There is awareness of the teratogenicity of alcohol and the risk from any alcohol but no definitive definition of the minimal amount that will cause fetal harm. There is advanced knowledge and understanding of how the brain is particularly vulnerable to fetal alcohol exposure and how

impairments impact on individuals across the lifespan. There is also sound knowledge that FASD is not just a health system issue in that the individual living with FASD often has complex needs which translate to financial dependency, unemployment, family breakdown and social isolation,

homelessness, alcohol and other drugs dependencies, incarceration and mental health problems.
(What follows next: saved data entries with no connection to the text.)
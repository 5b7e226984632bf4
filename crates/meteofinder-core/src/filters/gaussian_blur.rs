use ndarray::Array2;
use rayon::prelude::*;

use crate::consts::PARALLEL_PIXEL_THRESHOLD;

/// Apply Gaussian blur to a raw array using separable 1D convolution.
///
/// Borders are handled by clamping. A non-positive `sigma` returns a copy.
pub fn gaussian_blur_array(data: &Array2<f32>, sigma: f32) -> Array2<f32> {
    if sigma <= 0.0 {
        return data.clone();
    }
    let kernel = make_gaussian_kernel(sigma);
    let row_pass = convolve(data, &kernel, Axis::Rows);
    convolve(&row_pass, &kernel, Axis::Cols)
}

fn make_gaussian_kernel(sigma: f32) -> Vec<f32> {
    let radius = (sigma * 3.0).ceil() as usize;
    let size = 2 * radius + 1;
    let mut kernel = vec![0.0f32; size];
    let s2 = 2.0 * sigma * sigma;
    let mut sum = 0.0f32;

    for (i, k) in kernel.iter_mut().enumerate() {
        let x = i as f32 - radius as f32;
        *k = (-x * x / s2).exp();
        sum += *k;
    }

    for v in &mut kernel {
        *v /= sum;
    }

    kernel
}

#[derive(Clone, Copy)]
enum Axis {
    Rows,
    Cols,
}

fn convolve(data: &Array2<f32>, kernel: &[f32], axis: Axis) -> Array2<f32> {
    let (h, w) = data.dim();
    let radius = kernel.len() as isize / 2;

    let tap = |row: usize, col: usize| -> f32 {
        let mut sum = 0.0f32;
        for (ki, &kv) in kernel.iter().enumerate() {
            let offset = ki as isize - radius;
            let v = match axis {
                Axis::Rows => {
                    let c = (col as isize + offset).clamp(0, w as isize - 1) as usize;
                    data[[row, c]]
                }
                Axis::Cols => {
                    let r = (row as isize + offset).clamp(0, h as isize - 1) as usize;
                    data[[r, col]]
                }
            };
            sum += v * kv;
        }
        sum
    };

    let mut result = Array2::<f32>::zeros((h, w));
    if h == 0 || w == 0 {
        return result;
    }

    if h * w >= PARALLEL_PIXEL_THRESHOLD {
        let rows: Vec<Vec<f32>> = (0..h)
            .into_par_iter()
            .map(|row| (0..w).map(|col| tap(row, col)).collect())
            .collect();

        for (row, row_data) in rows.into_iter().enumerate() {
            for (col, val) in row_data.into_iter().enumerate() {
                result[[row, col]] = val;
            }
        }
    } else {
        for row in 0..h {
            for col in 0..w {
                result[[row, col]] = tap(row, col);
            }
        }
    }

    result
}

#[cfg(test)]
mod tests {
    use super::*;

    #[test]
    fn test_kernel_is_normalized() {
        let k = make_gaussian_kernel(1.0);
        let sum: f32 = k.iter().sum();
        assert!((sum - 1.0).abs() < 1e-5);
        assert_eq!(k.len(), 7);
    }

    #[test]
    fn test_blur_preserves_constant() {
        let data = Array2::from_elem((10, 12), 0.4f32);
        let out = gaussian_blur_array(&data, 1.5);
        for v in out.iter() {
            assert!((v - 0.4).abs() < 1e-5);
        }
    }
}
Hence, there is acceptance that FASD as a problem crosses multiple systems with high economic and intangible costs. This occurs in social and cultural contexts that not only promote alcohol consumption but are reflected in policy positions which deny the breadth of the problem by marginalising the problem as belonging to discrete population groups – high-risk drinking women, Aboriginal and First Nation communities. Consequently, the stakeholder group is expansive and growing – medical and allied health professionals, clinical and non-clinical researchers, parents (birth, adoptive and foster), justice, non-government and government organisations. FASD prevention (raising public awareness, targeting high populations at risk, and targeted intervention or treatment for those who already live with a condition) separates the girl/woman who is drinking and may be at risk for an unplanned pregnancy, who consumes alcohol in pregnancy, from those who are recognised as at-risk or have a diagnosis of a FASD.